Tavola rotonda virtuale tra Laura Catastini (LC), Walter Maraschini (WM), Aurelia Orlandoni (AO), Luigi Tomasi (LT), Domingo Paola (DP)

 

WM: Sta nascendo, con ANIMAT, una nuova associazione che intende rappresentare e aggregare tutti coloro che insegnano matematica in ogni ordine e grado scolastico. Probabilmente è il segno di un disagio, che chi insegna matematica sente: all'impegno soggettivo, vissuto spesso in solitudine, non corrisponde un risultato culturale e sociale visibile e riconosciuto. Dietro questa iniziativa sembrano però esserci anche la volontà di affrontare di petto problemi spinosi. Per esempio, tra chi insegna matematica sembra esserci una contrapposizione tra chi rivendica 'buoni metodi antichi' (le tabelline, gli esercizi ripetitivi, calcoli a non finire, ...) e chi invoca attività, metodi laboratoriali, costruzione autonoma e sensata di concetti.

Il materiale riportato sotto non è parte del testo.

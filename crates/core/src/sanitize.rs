const ILLEGAL_REPLACEMENT: &str = " - ";

/// Replaces characters that are illegal in path components with `" - "` and
/// collapses whitespace runs into a single space.
pub fn sanitize(value: &str) -> String {
    let mut replaced = String::with_capacity(value.len());
    for ch in value.chars() {
        if is_disallowed_char(ch) {
            replaced.push_str(ILLEGAL_REPLACEMENT);
        } else {
            replaced.push(ch);
        }
    }
    collapse_whitespace(&replaced)
}

pub fn sanitize_opt(value: Option<&str>) -> Option<String> {
    value.map(sanitize)
}

fn collapse_whitespace(value: &str) -> String {
    let mut out = String::with_capacity(value.len());
    let mut pending: Option<char> = None;
    let mut run = 0usize;

    for ch in value.chars() {
        if ch.is_whitespace() {
            if run == 0 {
                pending = Some(ch);
            }
            run += 1;
            continue;
        }
        flush_run(&mut out, pending.take(), run);
        run = 0;
        out.push(ch);
    }
    flush_run(&mut out, pending, run);

    out
}

// A lone whitespace char is kept as-is; only runs of two or more become one space.
fn flush_run(out: &mut String, first: Option<char>, run: usize) {
    match (first, run) {
        (Some(ch), 1) => out.push(ch),
        (Some(_), _) => out.push(' '),
        (None, _) => {}
    }
}

fn is_disallowed_char(ch: char) -> bool {
    matches!(ch, '<' | '>' | ':' | '"' | '/' | '\\' | '|' | '?' | '*')
}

Ma l'addestramento alla numerazione o al calcolo ed attività laboratoriali o costruttive sono davvero così inconciliabili oppure sono due diversi aspetti imprescindibili dell'apprendimento? In fondo, spesso i bambini imparano senza capire e tuttavia - qui sta l'ossimoro da sciogliere - comprendono il senso dell'imparare, ne sono affascinati.

 

DP: Come ho avuto modo di dire più volte, il termine laboratorio rimanda al lavoro, alle dimensioni dell'agire e del fare: evoca anche laboriosità e quindi attenzione, coinvolgimento, partecipazione al processo di costruzione del prodotto. L'attività laboratoriale comporta fatica e richiede una buona capacità di utilizzare strumenti, di possedere tecniche; più che un addestramento, richiede attività di apprendistato. Nel caso del laboratorio di matematica, dove si apprende facendo e vedendo fare, anche per imitazione dei compagni e degli esperti, l'apprendistato ha carattere cognitivo, ma ha molte delle caratteristiche dell'apprendistato pratico.

 

Laboratorio e lectio

 

DP: Quando si parla di laboratorio di matematica, magari utilizzando la suggestiva metafora della bottega rinascimentale, lo si fa spesso per evocare un modello di insegnamento-apprendimento diverso dalla lectio, ossia quello che, a partire dall'alto medioevo, in particolare dall'epoca carolingia, ha sempre più contraddistinto le azioni che si esercitavano nei luoghi e nelle istituzioni preposte all'educazione e all'istruzione. La contrapposizione tra laboratorio e lectio è quella fra un'attività che richiede il coinvolgimento del corpo e della mente e un'attività che evoca una partecipazione quasi esclusivamente intellettuale; non dovrebbe essere una contrapposizione tra costruzione di significati e addestramento. Eppure spesso viene così (fra)intesa, probabilmente perché alcune inopportunità didattiche rendono di fatto la lectio un'attività di puro addestramento per molti, troppi studenti. Il fatto è che il lavoro artigianale che si svolge nel laboratorio si gioca sui tempi lunghi, necessari al processo di produzione dell'artefatto; la lectio si svolge in tempi scanditi e ben definiti, più simili a quelli della produzione industriale che non a quelli della produzione artigianale. Inoltre la lectio risulta particolarmente adeguata a esperti, a persone che già possiedono tecniche e significati e sono in grado di seguire l'esperto nell'analisi dei testi. Il laboratorio è invece attività particolarmente adatta ai principianti, a chi ancora non possiede certe tecniche e deve costruirsi sensi e significati. Se si tenesse presente tutto ciò, forse si eviterebbero contrapposizioni che non hanno ragione di esistere, almeno nei termini in cui prendono usualmente corpo.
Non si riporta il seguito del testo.